**Data to process:**
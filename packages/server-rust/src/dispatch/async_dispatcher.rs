//! Background delivery of event records.
//!
//! Producers push records onto an [`EventStack`] and return immediately. A
//! single named thread, started lazily by the first push, drains the stack
//! and replays each record through a synchronous [`Dispatcher`]. The thread
//! sleeps with a timed park between drains and is unparked whenever a push
//! finds the stack empty.
//!
//! Lifecycle: `NotStarted -> Running -> Shutdown`, advanced only by
//! compare-and-swap or swap. Once `Shutdown` is observed, producers deliver
//! on their own thread, so records racing with shutdown are never lost.
//!
//! At most one thread delivers at a time. That thread holds the delivery
//! claim, which producers only ever try to take: a producer that loses the
//! race leaves its record on the stack for the current holder and returns
//! without waiting on anyone's observers.

use std::collections::VecDeque;
use std::sync::atomic::{AtomicU8, Ordering};
use std::sync::{Arc, OnceLock};
use std::thread::{self, JoinHandle, Thread};
use std::time::Duration;

use parking_lot::{Condvar, Mutex};
use reqprobe_core::{EventRecord, Operation};
use tracing::{debug, error};

use super::stack::EventStack;
use super::sync::Dispatcher;
use crate::config::ProbeConfig;
use crate::error::ProbeError;

const NOT_STARTED: u8 = 0;
const RUNNING: u8 = 1;
const SHUTDOWN: u8 = 2;

/// Observable lifecycle state of an [`AsyncDispatcher`].
#[derive(Debug, Clone, Copy, PartialEq, Eq)]
pub enum DeliveryState {
    NotStarted,
    Running,
    Shutdown,
}

impl DeliveryState {
    fn from_raw(raw: u8) -> Self {
        match raw {
            NOT_STARTED => Self::NotStarted,
            RUNNING => Self::Running,
            _ => Self::Shutdown,
        }
    }
}

/// Exclusive right to deliver records.
///
/// The mutex only guards the flag; it is never held while observers run.
#[derive(Default)]
struct DeliveryClaim {
    busy: Mutex<bool>,
    idle: Condvar,
}

impl DeliveryClaim {
    fn try_claim(&self) -> Option<ClaimGuard<'_>> {
        let mut busy = self.busy.lock();
        if *busy {
            return None;
        }
        *busy = true;
        Some(ClaimGuard(self))
    }

    /// Blocks until nobody holds the claim.
    fn wait_idle(&self) {
        let mut busy = self.busy.lock();
        while *busy {
            self.idle.wait(&mut busy);
        }
    }
}

/// Releases the claim on drop, including during unwinding.
struct ClaimGuard<'a>(&'a DeliveryClaim);

impl Drop for ClaimGuard<'_> {
    fn drop(&mut self) {
        *self.0.busy.lock() = false;
        self.0.idle.notify_all();
    }
}

struct Shared<O: Operation> {
    stack: EventStack<O>,
    state: AtomicU8,
    delegate: Arc<Dispatcher<O>>,
    claim: DeliveryClaim,
    drainer: OnceLock<Thread>,
    /// Guards thread start; holds the join handle while running.
    handle: Mutex<Option<JoinHandle<()>>>,
    park_interval: Duration,
    thread_name: String,
}

impl<O: Operation> Shared<O> {
    fn state(&self) -> DeliveryState {
        DeliveryState::from_raw(self.state.load(Ordering::SeqCst))
    }

    fn enqueue(self: &Arc<Self>) {
        match self.state() {
            DeliveryState::NotStarted => self.start(),
            DeliveryState::Running => self.wake(),
            DeliveryState::Shutdown => self.drain_and_deliver(),
        }
    }

    fn start(self: &Arc<Self>) {
        let mut handle = self.handle.lock();
        match self
            .state
            .compare_exchange(NOT_STARTED, RUNNING, Ordering::SeqCst, Ordering::SeqCst)
        {
            Ok(_) => match self.spawn_drainer() {
                Ok(join) => {
                    let _ = self.drainer.set(join.thread().clone());
                    *handle = Some(join);
                    debug!(thread = %self.thread_name, "async delivery started");
                }
                Err(err) => {
                    self.state.store(SHUTDOWN, Ordering::SeqCst);
                    drop(handle);
                    error!(error = ?err, "async delivery unavailable; delivering on producer threads");
                    self.drain_and_deliver();
                }
            },
            Err(RUNNING) => {
                drop(handle);
                self.wake();
            }
            Err(_) => {
                drop(handle);
                self.drain_and_deliver();
            }
        }
    }

    fn spawn_drainer(self: &Arc<Self>) -> Result<JoinHandle<()>, ProbeError> {
        let shared = Arc::clone(self);
        thread::Builder::new()
            .name(self.thread_name.clone())
            .spawn(move || shared.drain_loop())
            .map_err(|source| ProbeError::ThreadSpawn {
                name: self.thread_name.clone(),
                source,
            })
    }

    fn wake(&self) {
        if let Some(thread) = self.drainer.get() {
            thread.unpark();
            return;
        }
        // The starter publishes the thread before releasing the start lock.
        drop(self.handle.lock());
        match self.drainer.get() {
            Some(thread) => thread.unpark(),
            None => self.drain_and_deliver(),
        }
    }

    fn drain_loop(&self) {
        loop {
            self.drain_and_deliver();
            if self.state() == DeliveryState::Shutdown {
                break;
            }
            thread::park_timeout(self.park_interval);
        }
        self.flush();
        debug!(thread = %self.thread_name, "async delivery stopped");
    }

    /// Delivers everything queued so far, oldest first, if no other thread
    /// is already delivering. Never waits on another thread's observers.
    fn drain_and_deliver(&self) {
        while let Some(claim) = self.claim.try_claim() {
            let mut batch = VecDeque::new();
            while self.stack.drain_into(&mut batch) {
                while let Some(record) = batch.pop_front() {
                    self.delegate.dispatch(&record);
                }
            }
            drop(claim);
            // A push that lost the claim to us is still on the stack.
            if self.stack.is_empty() {
                break;
            }
        }
    }

    /// Returns once everything pushed before the call has been delivered,
    /// by this thread or by whichever thread held the claim.
    fn flush(&self) {
        loop {
            self.claim.wait_idle();
            self.drain_and_deliver();
            self.claim.wait_idle();
            if self.stack.is_empty() {
                return;
            }
        }
    }
}

/// Queues records for delivery on a dedicated background thread.
///
/// `push` never blocks once the thread is running. [`shutdown`](Self::shutdown)
/// stops the thread after a final drain; records pushed afterwards are
/// delivered on the pushing thread, or by the thread already delivering if
/// there is one. Dropping the dispatcher shuts it down.
pub struct AsyncDispatcher<O: Operation> {
    shared: Arc<Shared<O>>,
}

impl<O: Operation> AsyncDispatcher<O> {
    /// Wraps `delegate` with the default park interval and thread name.
    #[must_use]
    pub fn new(delegate: Arc<Dispatcher<O>>) -> Self {
        Self::with_config(delegate, &ProbeConfig::default())
    }

    #[must_use]
    pub fn with_config(delegate: Arc<Dispatcher<O>>, config: &ProbeConfig) -> Self {
        Self {
            shared: Arc::new(Shared {
                stack: EventStack::new(),
                state: AtomicU8::new(NOT_STARTED),
                delegate,
                claim: DeliveryClaim::default(),
                drainer: OnceLock::new(),
                handle: Mutex::new(None),
                park_interval: config.park_interval,
                thread_name: config.thread_name.clone(),
            }),
        }
    }

    #[must_use]
    pub fn state(&self) -> DeliveryState {
        self.shared.state()
    }

    /// The synchronous dispatcher records are replayed through.
    #[must_use]
    pub fn delegate(&self) -> &Arc<Dispatcher<O>> {
        &self.shared.delegate
    }

    /// Submits `record` for delivery.
    pub fn push(&self, record: EventRecord<O>) {
        let shutdown = self.shared.state() == DeliveryState::Shutdown;
        let was_empty = self.shared.stack.push(Arc::new(record));
        if shutdown {
            self.shared.drain_and_deliver();
        } else if was_empty {
            self.shared.enqueue();
        }
    }

    /// Stops the delivery thread after it drains what is queued.
    ///
    /// Blocks until the thread exits, unless called from the delivery thread
    /// itself. Returns `true` only for the call that stopped a running thread.
    pub fn shutdown(&self) -> bool {
        let shared = &self.shared;
        if shared.state.swap(SHUTDOWN, Ordering::SeqCst) != RUNNING {
            return false;
        }
        let Some(join) = shared.handle.lock().take() else {
            // Spawning failed after the state flipped; drain what raced in.
            shared.drain_and_deliver();
            return false;
        };
        if join.thread().id() == thread::current().id() {
            // The loop sees `Shutdown` once the current record is delivered.
            return true;
        }
        join.thread().unpark();
        if join.join().is_err() {
            error!(
                thread = %shared.thread_name,
                "delivery thread terminated abnormally; draining remaining records on caller"
            );
            shared.flush();
        }
        true
    }
}

impl<O: Operation> Drop for AsyncDispatcher<O> {
    fn drop(&mut self) {
        self.shutdown();
    }
}
//! Record delivery: ordered synchronous fan-out and the background
//! dispatcher built on top of it.

pub mod async_dispatcher;
mod isolation;
pub mod stack;
pub mod sync;

pub use async_dispatcher::{AsyncDispatcher, DeliveryState};
pub use stack::EventStack;
pub use sync::Dispatcher;
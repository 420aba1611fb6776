//! Observer contract for request-lifecycle events.
//!
//! Defines [`Observer`], the capability interface every event sink
//! implements. Every callback has a no-op default, so implementations only
//! override the events they care about. Multiple observers are sequenced by
//! [`Observer::ordinal`], lowest first.

use std::cmp::Ordering;

use bytes::Bytes;
use http::StatusCode;

use crate::context::RequestContext;
use crate::event::{MetricValue, Payload};
use crate::operation::Operation;

/// Ordinal reserved for observers that must run after every other one.
pub const CATCH_ALL_ORDINAL: i32 = i32::MAX;

/// Receiver of request-lifecycle callbacks.
///
/// Used as `Arc<dyn Observer<O>>`. Callbacks may run on the request thread
/// (synchronous delivery) or on a dispatcher-owned background thread
/// (asynchronous delivery); they must not assume either.
#[allow(unused_variables)]
pub trait Observer<O: Operation>: Send + Sync {
    /// The hosting process started.
    fn on_startup(&self) {}

    /// The hosting process is shutting down.
    fn on_shutdown(&self) {}

    /// A unit of work was launched; `message` is the host's launch identifier.
    fn on_launched(&self, unit: &str, message: &str) {}

    /// A unit of work failed to launch with the given options.
    fn on_launch_failure(&self, unit: &str, options: &serde_json::Value, error: &anyhow::Error) {}

    /// A request for `op` was first seen.
    fn on_start_request(&self, op: O, ctx: &RequestContext) {}

    /// The request entered the named handler stage.
    fn on_enter_handler(&self, op: O, ctx: &RequestContext, handler: &'static str) {}

    /// Raw inbound bytes are about to be decoded.
    fn on_before_payload_read(
        &self,
        op: O,
        ctx: &RequestContext,
        handler: &'static str,
        buffer: &Bytes,
    ) {
    }

    /// Inbound bytes were decoded; `payload` is `None` for empty bodies.
    fn on_after_payload_read(
        &self,
        op: O,
        ctx: &RequestContext,
        handler: &'static str,
        payload: Option<&Payload>,
    ) {
    }

    /// A response is about to be encoded and sent.
    fn on_before_send_response(&self, op: O, ctx: &RequestContext, payload: Option<&Payload>) {}

    /// The response body finished sending.
    fn on_after_send_response(&self, op: O, ctx: &RequestContext, status: StatusCode) {}

    /// The whole request/response cycle is done.
    fn on_response_completed(&self, op: O, ctx: &RequestContext, status: StatusCode) {}

    /// Processing `op` failed.
    fn on_failure(&self, op: O, ctx: &RequestContext, error: &anyhow::Error) {}

    /// Something failed outside of any request.
    fn on_non_operation_failure(&self, message: &str, error: &anyhow::Error) {}

    /// A named numeric measurement was taken while processing `op`.
    fn on_metric(&self, op: O, ctx: &RequestContext, name: &str, value: MetricValue) {}

    /// A free-form named event.
    fn on_event(&self, op: Option<O>, name: &str, payload: Option<&Payload>) {}

    /// Sort key among sibling observers; lower runs first.
    fn ordinal(&self) -> i32 {
        0
    }

    /// Stops any background delivery owned by this observer.
    ///
    /// Returns `true` if something was actually stopped. Plain observers own
    /// nothing and keep the default.
    fn shutdown(&self) -> bool {
        false
    }
}

/// Orders observers by ordinal, ascending.
pub fn by_ordinal<O: Operation>(a: &dyn Observer<O>, b: &dyn Observer<O>) -> Ordering {
    a.ordinal().cmp(&b.ordinal())
}

#[cfg(test)]
mod tests {
    use std::sync::Arc;

    use super::*;

    #[derive(Debug, Clone, Copy)]
    struct Op;

    impl Operation for Op {
        fn name(&self) -> &'static str {
            "OP"
        }
    }

    struct Plain;
    impl Observer<Op> for Plain {}

    struct Late;
    impl Observer<Op> for Late {
        fn ordinal(&self) -> i32 {
            CATCH_ALL_ORDINAL
        }
    }

    struct Early;
    impl Observer<Op> for Early {
        fn ordinal(&self) -> i32 {
            -5
        }
    }

    #[test]
    fn default_ordinal_is_zero_and_shutdown_is_noop() {
        assert_eq!(Plain.ordinal(), 0);
        assert!(!Plain.shutdown());
    }

    #[test]
    fn default_callbacks_do_nothing() {
        let ctx = RequestContext::new(http::Method::GET, "/");
        let error = anyhow::anyhow!("boom");
        Plain.on_startup();
        Plain.on_start_request(Op, &ctx);
        Plain.on_failure(Op, &ctx, &error);
        Plain.on_response_completed(Op, &ctx, StatusCode::OK);
        Plain.on_event(None, "x", None);
    }

    #[test]
    fn by_ordinal_sorts_ascending() {
        let mut observers: Vec<Arc<dyn Observer<Op>>> =
            vec![Arc::new(Late), Arc::new(Plain), Arc::new(Early)];
        observers.sort_by(|a, b| by_ordinal(a.as_ref(), b.as_ref()));
        let ordinals: Vec<i32> = observers.iter().map(|o| o.ordinal()).collect();
        assert_eq!(ordinals, vec![-5, 0, CATCH_ALL_ORDINAL]);
    }

    /// Verifies `Arc<dyn Observer<_>>` compiles (object safety).
    #[test]
    fn observer_is_object_safe() {
        fn _assert_object_safe(_: &Arc<dyn Observer<Op>>) {}
    }
}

**Problem description:** Filter the data for the string "derive". Copy each matching line.

**Solution for this task:**
#[derive(Debug, Clone, Copy, PartialEq, Eq)]
#[derive(Default)]
    #[derive(Debug, Clone, Copy)]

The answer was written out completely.